Veranstaltung der Stadt Hagen zum Gedenken an die Holocaustopfer in der GE Haspe

Am letzten Freitag, dem. 27.1., fand die zentrale Veranstaltung der Stadt Hagen anlässlich des Gedenktages an die Opfer des Nationalsozialismus in der Gesamtschule Haspe statt. Im mit ca. 300 Schülerinnen und Schülern gut gefüllten Pädagogischen Zentrum der Schule erinnerten in ihren Reden Oberbürgermeister Eric O. Schulz, Frank Fischer als Vertreter der Gesellschaft für christlich – jüdische Zusammenarbeit und Lars Budde als Schulleiter an die Opfer des dritten Reichs und betonten die Bedeutung des Gedenkens für die Gegenwart und die Zukunft der Gesellschaft. Von den Schülerinnen und Schülern des Leistungskurses Geschichte wurden selbst verfasste Texte verlesen, die unter dem Eindruck einer Studienfahrt in das Konzentrationslager Buchenwald verfasst worden waren. Die Eindrücklichkeit der Texte wurde durch Bilder und durch die von Nils Overdick (Jahrgangsstufe Q2) komponierte Musik noch verstärkt. Die SV der Schule konnte ihre Aktivitäten der letzten Jahre eindrucksvoll darstellen und damit dokumentieren, dass die Mitgliedschaft im Bündnis „Schule ohne Rassismus, Schule mit Courage“ an der GE Haspe gelebt wird. Für die musikalische Umrahmung sorgte der Schüler Leeroy Harms (Jg. 10). Als Gäste nahmen Vertreter des Rats der Stadt Hagen, Mitglieder der jüdischen Gemeinde Hagens sowie Cemile Giousouf (MdB) und Ulrich Alda (MdL) teil.

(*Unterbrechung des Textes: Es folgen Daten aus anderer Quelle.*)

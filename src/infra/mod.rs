//! Инфраструктурный слой вокруг покерного движка:
//! - генерация ID;
//! - RNG-реализации для движка;
//! - логирование событий стола.

pub mod ids;
pub mod logging;
pub mod rng;

pub use ids::IdGenerator;
pub use logging::log_subscriber;
pub use rng::{DeterministicRng, SystemRng};
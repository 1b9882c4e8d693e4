use serde::{Deserialize, Serialize};

use crate::domain::card::{Card, Rank, Suit};
use crate::engine::errors::EngineError;
use crate::engine::RandomSource;

/// Размер стандартной колоды.
pub const DECK_SIZE: usize = 52;

/// Колода карт. Раздача идёт с конца вектора, колода не пополняется
/// посреди раздачи: `dealt + remaining == 52`.
#[derive(Clone, Debug, Serialize, Deserialize, PartialEq, Eq)]
pub struct Deck {
    cards: Vec<Card>,
}

impl Deck {
    /// Новая колода: все 52 карты, сразу перемешанные.
    pub fn new<R: RandomSource>(rng: &mut R) -> Self {
        let mut deck = Self::standard_52();
        deck.shuffle(rng);
        deck
    }

    /// Стандартная 52-карточная колода в порядке:
    /// Hearts 2..A, Diamonds 2..A, Clubs 2..A, Spades 2..A.
    pub fn standard_52() -> Self {
        let mut cards = Vec::with_capacity(DECK_SIZE);
        for suit in Suit::ALL {
            for rank in Rank::ALL {
                cards.push(Card::new(rank, suit));
            }
        }
        Deck { cards }
    }

    /// Fisher-Yates: для i от последнего индекса до 1 меняем card[i]
    /// со случайной card[j], j ∈ [0, i].
    pub fn shuffle<R: RandomSource>(&mut self, rng: &mut R) {
        for i in (1..self.cards.len()).rev() {
            let j = rng.pick_index(i).min(i);
            self.cards.swap(i, j);
        }
    }

    /// Взять верхнюю (последнюю) карту.
    pub fn draw(&mut self) -> Result<Card, EngineError> {
        self.cards.pop().ok_or(EngineError::DeckExhausted)
    }

    pub fn remaining(&self) -> usize {
        self.cards.len()
    }

    pub fn dealt(&self) -> usize {
        DECK_SIZE - self.cards.len()
    }

    pub fn is_empty(&self) -> bool {
        self.cards.is_empty()
    }

    pub fn cards(&self) -> &[Card] {
        &self.cards
    }
}
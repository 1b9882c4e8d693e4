use crate::domain::Player;

/// Следующий по кругу не сфолдивший игрок после `current`.
/// Если сфолдили все остальные, возвращаемся к `current`.
pub fn next_player_index(players: &[Player], current: usize) -> usize {
    let n = players.len();
    if n == 0 {
        return current;
    }
    let mut idx = (current + 1) % n;
    while players[idx].is_folded && idx != current {
        idx = (idx + 1) % n;
    }
    idx
}

/// Следующий игрок, который реально может действовать (не сфолдил,
/// есть фишки). Если таких нет – первый не сфолдивший по кругу.
pub fn next_eligible_index(players: &[Player], current: usize) -> usize {
    let first = next_player_index(players, current);
    let mut idx = first;
    for _ in 0..players.len() {
        if players[idx].can_act() {
            return idx;
        }
        idx = next_player_index(players, idx);
    }
    first
}

/// Индексы малого и большого блайнда для дилера `dealer`.
/// Хедз-ап: дилер сам ставит малый блайнд.
pub fn blind_indices(player_count: usize, dealer: usize) -> (usize, usize) {
    if player_count == 2 {
        let sb = dealer % 2;
        (sb, (sb + 1) % 2)
    } else {
        let sb = (dealer + 1) % player_count;
        (sb, (sb + 1) % player_count)
    }
}
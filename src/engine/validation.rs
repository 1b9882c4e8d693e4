use crate::domain::chips::Chips;
use crate::domain::hand::GameState;
use crate::domain::player::Player;
use crate::engine::actions::PlayerAction;
use crate::engine::betting::BettingState;
use crate::engine::errors::EngineError;

/// Что нужно сделать со столом, если действие прошло проверку.
#[derive(Clone, Copy, Debug, PartialEq, Eq)]
pub enum ActionEffect {
    Fold,
    Check,
    /// Перенести `chips` из стека в банк, ставка игрока становится `bet_amount`,
    /// ставка стола – `current_bet` (если меняется).
    Commit {
        chips: Chips,
        bet_amount: Chips,
        current_bet: Option<Chips>,
    },
    ShowCards(bool),
}

/// Проверить действие игрока и посчитать эффект. Ничего не меняет:
/// стол применяет эффект только после успешной проверки.
pub fn validate_action(
    state: GameState,
    betting: &BettingState,
    player_index: usize,
    player: &Player,
    action: &PlayerAction,
) -> Result<ActionEffect, EngineError> {
    if !state.is_hand_running() {
        return Err(EngineError::InvalidStateForAction {
            action: action.kind(),
            state,
        });
    }

    match *action {
        PlayerAction::Fold => Ok(ActionEffect::Fold),

        // Ставка игрока не сверяется с текущей: check "из-под ставки" допускается.
        PlayerAction::Check => Ok(ActionEffect::Check),

        PlayerAction::Call => {
            let call_amount = player.owes(betting.current_bet);
            ensure_chips(player, call_amount)?;
            Ok(ActionEffect::Commit {
                chips: call_amount,
                bet_amount: player.bet_amount + call_amount,
                current_bet: None,
            })
        }

        PlayerAction::Raise(amount) => {
            if amount <= player.bet_amount {
                return Err(EngineError::RaiseNotAboveBet {
                    amount,
                    bet_amount: player.bet_amount,
                });
            }
            let raise_amount = amount - player.bet_amount;
            ensure_chips(player, raise_amount)?;
            // Ставка стола растёт на дельту рейза, а не выставляется в amount.
            Ok(ActionEffect::Commit {
                chips: raise_amount,
                bet_amount: amount,
                current_bet: Some(betting.current_bet + raise_amount),
            })
        }

        PlayerAction::Bet(amount) => {
            if state != GameState::PreFlop {
                return Err(EngineError::InvalidStateForAction {
                    action: action.kind(),
                    state,
                });
            }
            if amount < betting.minimum_bet {
                return Err(EngineError::BelowMinimumBet {
                    amount,
                    minimum: betting.minimum_bet,
                });
            }
            if player_index == betting.small_blind_index && amount < betting.small_blind {
                return Err(EngineError::BlindAmountTooLow {
                    amount,
                    required: betting.small_blind,
                });
            }
            if player_index == betting.big_blind_index {
                let required = betting.big_blind.max(betting.current_bet);
                if amount < required {
                    return Err(EngineError::BlindAmountTooLow { amount, required });
                }
            }
            ensure_chips(player, amount)?;
            Ok(ActionEffect::Commit {
                chips: amount,
                bet_amount: amount,
                current_bet: Some(amount),
            })
        }

        PlayerAction::Show | PlayerAction::Hide => {
            if state != GameState::Showdown {
                return Err(EngineError::InvalidStateForAction {
                    action: action.kind(),
                    state,
                });
            }
            Ok(ActionEffect::ShowCards(matches!(action, PlayerAction::Show)))
        }
    }
}

fn ensure_chips(player: &Player, needed: Chips) -> Result<(), EngineError> {
    if player.chips < needed {
        return Err(EngineError::InsufficientChips {
            needed,
            available: player.chips,
        });
    }
    Ok(())
}
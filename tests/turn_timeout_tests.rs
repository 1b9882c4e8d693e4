use std::cell::RefCell;
use std::rc::Rc;

use holdem_table::domain::{
    chips::Chips,
    hand::GameState,
    player::Player,
    table::TableConfig,
};
use holdem_table::engine::{
    actions::PlayerAction,
    betting::BettingState,
    events::{TableEvent, Topic},
    RandomSource, Table,
};
use holdem_table::time_ctrl::{timeout_action, TimeRules, TimeoutState, TurnTimer};

#[derive(Default)]
struct DummyRng;

impl RandomSource for DummyRng {
    fn pick_index(&mut self, upper_inclusive: usize) -> usize {
        upper_inclusive
    }
}

fn heads_up(config: TableConfig) -> Table {
    let mut table = Table::with_rng(1, config, &mut DummyRng).expect("валидный конфиг");
    for id in 1..=2 {
        table
            .seat_player(Player::new(id, format!("P{id}"), Chips(100)), None)
            .expect("место есть");
    }
    table.start_game().expect("старт");
    table
}

//
// clock.rs
//
#[test]
fn timer_counts_down_and_expires_once() {
    let mut timer = TurnTimer::new();
    assert_eq!(timer.elapse(5), TimeoutState::Idle);

    let handle = timer.arm(7, 10);
    assert!(timer.is_current(handle));
    assert_eq!(timer.elapse(4), TimeoutState::Ongoing { remaining_secs: 6 });
    assert_eq!(timer.elapse(6), TimeoutState::Expired { player_id: 7, handle });
    assert!(!timer.is_armed());
    assert_eq!(timer.elapse(1), TimeoutState::Idle);
}

#[test]
fn rearming_invalidates_previous_handle() {
    let mut timer = TurnTimer::new();
    let first = timer.arm(1, 15);
    let second = timer.arm(2, 15);

    assert_ne!(first, second);
    assert!(!timer.is_current(first));
    assert!(timer.is_current(second));
    assert_eq!(timer.cancel(), Some(second));
    assert_eq!(timer.cancel(), None);
}

//
// auto_action.rs
//
#[test]
fn default_action_policy() {
    let config = TableConfig::default();
    let mut betting = BettingState::new(&config);
    betting.small_blind_index = 0;
    betting.big_blind_index = 1;

    let fresh = Player::new(1, "p", Chips(100));
    assert_eq!(
        timeout_action(GameState::PreFlop, &betting, 0, &fresh),
        PlayerAction::Bet(Chips(5))
    );
    assert_eq!(
        timeout_action(GameState::PreFlop, &betting, 1, &fresh),
        PlayerAction::Bet(Chips(10))
    );

    betting.current_bet = Chips(10);
    assert_eq!(timeout_action(GameState::PreFlop, &betting, 2, &fresh), PlayerAction::Fold);

    let mut even = fresh.clone();
    even.bet_amount = Chips(10);
    assert_eq!(timeout_action(GameState::Flop, &betting, 2, &even), PlayerAction::Check);

    betting.current_bet = Chips::ZERO;
    assert_eq!(timeout_action(GameState::Showdown, &betting, 2, &fresh), PlayerAction::Hide);
}

//
// Таймаут на столе
//
#[test]
fn timer_is_armed_for_acting_player() {
    let table = heads_up(TableConfig::default());
    let armed = table.timer().armed().expect("таймер взведён");
    assert_eq!(armed.player_id, 1);
    assert_eq!(armed.remaining_secs, 15);
}

#[test]
fn expiry_folds_player_who_owes() {
    let mut table = heads_up(TableConfig::default());
    let expired = Rc::new(RefCell::new(Vec::new()));
    let sink = Rc::clone(&expired);
    table.events_mut().subscribe(Topic::TurnExpired, move |event| {
        if let TableEvent::TurnExpired { player_id } = event {
            sink.borrow_mut().push(*player_id);
        }
        None
    });

    assert_eq!(table.tick(14), Ok(None));
    assert_eq!(table.tick(1), Ok(Some(PlayerAction::Fold)));

    assert_eq!(*expired.borrow(), vec![1]);
    assert!(table.player(1).map_or(false, |p| p.is_folded));
    assert_eq!(table.state(), GameState::Showdown);
}

#[test]
fn expiry_checks_when_nothing_is_owed() {
    let mut table = heads_up(TableConfig::default());
    table.player_action(1, PlayerAction::Call).expect("колл");
    assert_eq!(table.state(), GameState::Flop);

    assert_eq!(table.tick(15), Ok(Some(PlayerAction::Check)));
    assert_eq!(table.state(), GameState::Turn);
}

#[test]
fn expiry_at_showdown_hides_cards() {
    let mut table = heads_up(TableConfig::default());
    table.player_action(1, PlayerAction::Call).expect("колл");
    table.player_action(2, PlayerAction::Check).expect("чек");
    table.player_action(1, PlayerAction::Check).expect("чек");
    table.player_action(2, PlayerAction::Check).expect("чек");
    assert_eq!(table.state(), GameState::Showdown);

    assert_eq!(table.tick(15), Ok(Some(PlayerAction::Hide)));
    assert_eq!(table.state(), GameState::Ended);
    assert!(table.player(1).map_or(false, |p| !p.show_cards));
}

#[test]
fn real_action_rearms_timer_for_next_player() {
    let mut table = heads_up(TableConfig::default());
    assert_eq!(table.tick(10), Ok(None));

    table.player_action(1, PlayerAction::Call).expect("колл");
    let armed = table.timer().armed().expect("таймер следующего игрока");
    assert_eq!(armed.player_id, 2);
    assert_eq!(armed.remaining_secs, 15);

    assert_eq!(table.tick(10), Ok(None));
    assert_eq!(table.tick(5), Ok(Some(PlayerAction::Check)));
}

#[test]
fn turn_limit_comes_from_config() {
    let config = TableConfig {
        time: TimeRules::new(5),
        ..TableConfig::default()
    };
    let mut table = heads_up(config);
    assert_eq!(table.tick(4), Ok(None));
    assert_eq!(table.tick(1), Ok(Some(PlayerAction::Fold)));
}

#[test]
fn no_timeouts_after_hand_ends() {
    let mut table = heads_up(TableConfig::default());
    table.tick(15).expect("фолд по таймауту");
    table.proceed_to_next_round().expect("расчёт");
    assert_eq!(table.state(), GameState::Ended);

    assert!(!table.timer().is_armed());
    assert_eq!(table.tick(1_000), Ok(None));
}
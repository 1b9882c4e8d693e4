use serde::{Deserialize, Serialize};

use crate::domain::card::Card;
use crate::domain::chips::Chips;
use crate::domain::{PlayerId, SeatNumber};

/// Игрок за столом в рамках одной раздачи.
///
/// Фишки переживают раздачу (их забирает сессия), всё остальное
/// сбрасывается вместе со столом.
#[derive(Clone, Debug, Serialize, Deserialize, PartialEq, Eq)]
pub struct Player {
    pub id: PlayerId,
    pub name: String,
    pub chips: Chips,
    /// Карманные карты: 0 или 2.
    pub hand: Vec<Card>,
    pub is_folded: bool,
    /// Вклад в текущем раунде ставок.
    pub bet_amount: Chips,
    /// Номер места (с 1), назначается при посадке.
    pub seat_number: SeatNumber,
    pub show_cards: bool,
}

impl Player {
    pub fn new(id: PlayerId, name: impl Into<String>, chips: Chips) -> Self {
        Self {
            id,
            name: name.into(),
            chips,
            hand: Vec::new(),
            is_folded: false,
            bet_amount: Chips::ZERO,
            seat_number: 0,
            show_cards: false,
        }
    }

    /// Сколько не хватает до текущей ставки стола.
    pub fn owes(&self, current_bet: Chips) -> Chips {
        current_bet.saturating_sub(self.bet_amount)
    }

    /// Может ли игрок ещё что-то делать в раздаче.
    pub fn can_act(&self) -> bool {
        !self.is_folded && !self.chips.is_zero()
    }

    pub fn hand_string(&self) -> String {
        self.hand
            .iter()
            .map(|c| c.pretty())
            .collect::<Vec<_>>()
            .join(" ")
    }
}
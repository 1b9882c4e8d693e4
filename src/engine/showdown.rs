use serde::{Deserialize, Serialize};

use crate::domain::card::Card;
use crate::domain::chips::Chips;
use crate::domain::PlayerId;
use crate::engine::errors::EngineError;
use crate::engine::events::TableEvent;
use crate::engine::game_loop::Table;
use crate::engine::hand_history::LogDetails;
use crate::eval::HandStrength;

/// Итог раздачи для одного победителя.
#[derive(Clone, Debug, Serialize, Deserialize, PartialEq, Eq)]
pub struct Winner {
    pub player_id: PlayerId,
    pub name: String,
    pub hand: Vec<Card>,
    /// `None`, если все остальные сфолдили и руки не вскрывались.
    pub strength: Option<HandStrength>,
    pub amount_won: Chips,
}

impl Table {
    /// Расчёт банка.
    ///
    /// Один оставшийся игрок забирает всё без оценки. Иначе каждая рука
    /// (карманные + общие карты) оценивается оракулом, банк делится поровну
    /// между лучшими; лишние фишки – первым победителям по порядку мест.
    pub(crate) fn determine_winners(&mut self) -> Result<Vec<Winner>, EngineError> {
        let remaining: Vec<usize> = self
            .players
            .iter()
            .enumerate()
            .filter(|(_, p)| !p.is_folded)
            .map(|(i, _)| i)
            .collect();

        let mut best: Vec<(usize, Option<HandStrength>)> = Vec::new();
        if let [only] = remaining.as_slice() {
            best.push((*only, None));
        } else {
            for &idx in &remaining {
                let player = &self.players[idx];
                let mut cards = player.hand.clone();
                cards.extend_from_slice(&self.community_cards);
                let strength = self.evaluator.evaluate(&cards)?;

                let top = best.first().and_then(|(_, s)| s.map(|s| s.value));
                match top {
                    Some(value) if strength.value < value => {}
                    Some(value) if strength.value == value => best.push((idx, Some(strength))),
                    _ => {
                        best.clear();
                        best.push((idx, Some(strength)));
                    }
                }
            }
        }

        if best.is_empty() {
            return Err(EngineError::InvalidGameState(self.state));
        }

        let final_pot = self.pot.total;
        let prizes = self.pot.split_among(best.len());

        let mut winners = Vec::with_capacity(best.len());
        for ((idx, strength), amount_won) in best.into_iter().zip(prizes) {
            let player = &mut self.players[idx];
            player.chips += amount_won;
            winners.push(Winner {
                player_id: player.id,
                name: player.name.clone(),
                hand: player.hand.clone(),
                strength,
                amount_won,
            });
        }

        self.history.record(
            LogDetails::RoundEnd {
                winner_ids: winners.iter().map(|w| w.player_id).collect(),
                final_pot,
            },
            &self.players,
            &self.community_cards,
        );
        self.publish(TableEvent::GameEnded {
            winners: winners.clone(),
            community_cards: self.community_cards.clone(),
        });

        Ok(winners)
    }
}
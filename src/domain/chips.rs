use core::fmt;
use core::iter::Sum;
use core::ops::{Add, AddAssign, Sub, SubAssign};

use serde::{Deserialize, Serialize};

/// Количество фишек. Обёртка над u64, чтобы не путать с обычными числами.
#[derive(Clone, Copy, Debug, Default, Serialize, Deserialize, PartialEq, Eq, PartialOrd, Ord, Hash)]
pub struct Chips(pub u64);

impl Chips {
    pub const ZERO: Chips = Chips(0);

    pub fn new(amount: u64) -> Self {
        Chips(amount)
    }

    pub fn is_zero(&self) -> bool {
        self.0 == 0
    }

    /// Безопасное вычитание, не даёт уйти в минус.
    pub fn saturating_sub(self, other: Chips) -> Chips {
        Chips(self.0.saturating_sub(other.0))
    }

    /// Вычитание, которое сообщает о нехватке вместо обрезания до нуля.
    pub fn checked_sub(self, other: Chips) -> Option<Chips> {
        self.0.checked_sub(other.0).map(Chips)
    }

    /// Поделить поровну на `parts` частей: (доля, остаток).
    /// При `parts == 0` всё уходит в остаток.
    pub fn split_even(self, parts: usize) -> (Chips, Chips) {
        if parts == 0 {
            return (Chips::ZERO, self);
        }
        let parts = parts as u64;
        (Chips(self.0 / parts), Chips(self.0 % parts))
    }
}

impl fmt::Display for Chips {
    fn fmt(&self, f: &mut fmt::Formatter<'_>) -> fmt::Result {
        write!(f, "{}", self.0)
    }
}

impl Add for Chips {
    type Output = Chips;

    fn add(self, rhs: Chips) -> Self::Output {
        Chips(self.0.saturating_add(rhs.0))
    }
}

impl AddAssign for Chips {
    fn add_assign(&mut self, rhs: Chips) {
        self.0 = self.0.saturating_add(rhs.0);
    }
}

impl Sub for Chips {
    type Output = Chips;

    fn sub(self, rhs: Chips) -> Self::Output {
        Chips(self.0.saturating_sub(rhs.0))
    }
}

impl SubAssign for Chips {
    fn sub_assign(&mut self, rhs: Chips) {
        self.0 = self.0.saturating_sub(rhs.0);
    }
}

impl Sum for Chips {
    fn sum<I: Iterator<Item = Chips>>(iter: I) -> Self {
        iter.fold(Chips::ZERO, |acc, c| acc + c)
    }
}
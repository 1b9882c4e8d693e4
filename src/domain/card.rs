use core::fmt;
use std::str::FromStr;

use serde::{Deserialize, Serialize};
use thiserror::Error;

/// Масть карты.
#[derive(Clone, Copy, Debug, Serialize, Deserialize, PartialEq, Eq, Hash)]
pub enum Suit {
    Hearts,   // ♥
    Diamonds, // ♦
    Clubs,    // ♣
    Spades,   // ♠
}

impl Suit {
    pub const ALL: [Suit; 4] = [Suit::Hearts, Suit::Diamonds, Suit::Clubs, Suit::Spades];

    /// Символ масти для логов и dev-CLI.
    pub fn symbol(self) -> char {
        match self {
            Suit::Hearts => '♥',
            Suit::Diamonds => '♦',
            Suit::Clubs => '♣',
            Suit::Spades => '♠',
        }
    }
}

/// Ранг карты.
#[derive(Clone, Copy, Debug, Serialize, Deserialize, PartialEq, Eq, Hash, Ord, PartialOrd)]
pub enum Rank {
    Two = 2,
    Three,
    Four,
    Five,
    Six,
    Seven,
    Eight,
    Nine,
    Ten,
    Jack,
    Queen,
    King,
    Ace,
}

impl Rank {
    pub const ALL: [Rank; 13] = [
        Rank::Two,
        Rank::Three,
        Rank::Four,
        Rank::Five,
        Rank::Six,
        Rank::Seven,
        Rank::Eight,
        Rank::Nine,
        Rank::Ten,
        Rank::Jack,
        Rank::Queen,
        Rank::King,
        Rank::Ace,
    ];

    /// Обратное преобразование из числового значения (2..=14).
    pub fn from_value(value: u8) -> Option<Rank> {
        Rank::ALL.iter().copied().find(|r| *r as u8 == value)
    }
}

/// Карта. Иммутабельное значение, равенство по (масть, ранг).
#[derive(Clone, Copy, Debug, Serialize, Deserialize, PartialEq, Eq, Hash)]
pub struct Card {
    pub rank: Rank,
    pub suit: Suit,
}

impl Card {
    pub const fn new(rank: Rank, suit: Suit) -> Self {
        Self { rank, suit }
    }

    /// Вид `A♥`, `10♠` – для человека, не для парсинга.
    pub fn pretty(&self) -> String {
        let rank = match self.rank {
            Rank::Ten => "10".to_string(),
            r => r.to_string(),
        };
        format!("{rank}{}", self.suit.symbol())
    }
}

impl fmt::Display for Suit {
    fn fmt(&self, f: &mut fmt::Formatter<'_>) -> fmt::Result {
        let ch = match self {
            Suit::Hearts => 'h',
            Suit::Diamonds => 'd',
            Suit::Clubs => 'c',
            Suit::Spades => 's',
        };
        write!(f, "{ch}")
    }
}

impl fmt::Display for Rank {
    fn fmt(&self, f: &mut fmt::Formatter<'_>) -> fmt::Result {
        let ch = match self {
            Rank::Ten => 'T',
            Rank::Jack => 'J',
            Rank::Queen => 'Q',
            Rank::King => 'K',
            Rank::Ace => 'A',
            r => char::from(b'0' + *r as u8),
        };
        write!(f, "{ch}")
    }
}

impl fmt::Display for Card {
    /// Формат вида `Ah`, `Td`, `7c`.
    fn fmt(&self, f: &mut fmt::Formatter<'_>) -> fmt::Result {
        write!(f, "{}{}", self.rank, self.suit)
    }
}

/// Ошибка разбора строки карты.
#[derive(Debug, Error, PartialEq, Eq)]
pub enum CardParseError {
    #[error("Строка карты должна состоять из 2 символов, получено {0:?}")]
    Length(String),

    #[error("Неизвестный ранг: {0}")]
    Rank(char),

    #[error("Неизвестная масть: {0}")]
    Suit(char),
}

/// Парсинг строки вида "Ah", "Td", "7c".
impl FromStr for Card {
    type Err = CardParseError;

    fn from_str(s: &str) -> Result<Self, Self::Err> {
        let chars: Vec<char> = s.chars().collect();
        let [r_ch, s_ch] = chars[..] else {
            return Err(CardParseError::Length(s.to_string()));
        };

        let rank = match r_ch {
            '2' => Rank::Two,
            '3' => Rank::Three,
            '4' => Rank::Four,
            '5' => Rank::Five,
            '6' => Rank::Six,
            '7' => Rank::Seven,
            '8' => Rank::Eight,
            '9' => Rank::Nine,
            'T' | 't' => Rank::Ten,
            'J' | 'j' => Rank::Jack,
            'Q' | 'q' => Rank::Queen,
            'K' | 'k' => Rank::King,
            'A' | 'a' => Rank::Ace,
            other => return Err(CardParseError::Rank(other)),
        };

        let suit = match s_ch {
            'h' | 'H' => Suit::Hearts,
            'd' | 'D' => Suit::Diamonds,
            'c' | 'C' => Suit::Clubs,
            's' | 'S' => Suit::Spades,
            other => return Err(CardParseError::Suit(other)),
        };

        Ok(Card { rank, suit })
    }
}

„Ich befinde mich an der Stelle im Lager, an der heute eine besondere Gedanktafel an die Opfer des Nationalsozialismus erinnert. Diese Tafel hält immer eine Temperatur von 37 Grad und symbolisiert damit die Körpertemparatur eines Menschen und Wärme an einem Ort der Kälte. Hier sind die Länder genannt, aus denen die Opfer Buchenwalds stammen. Aber auch an die kulturelle Zugehörigkeit (wie etwa Juden, Sinti und Roma) sowie an Staatenlose wurde bei Errichtung der Gedenktafel gedacht. Hier finden alle Opfer einen gemeinsamen Ort der Erinnerung.“      Lena N.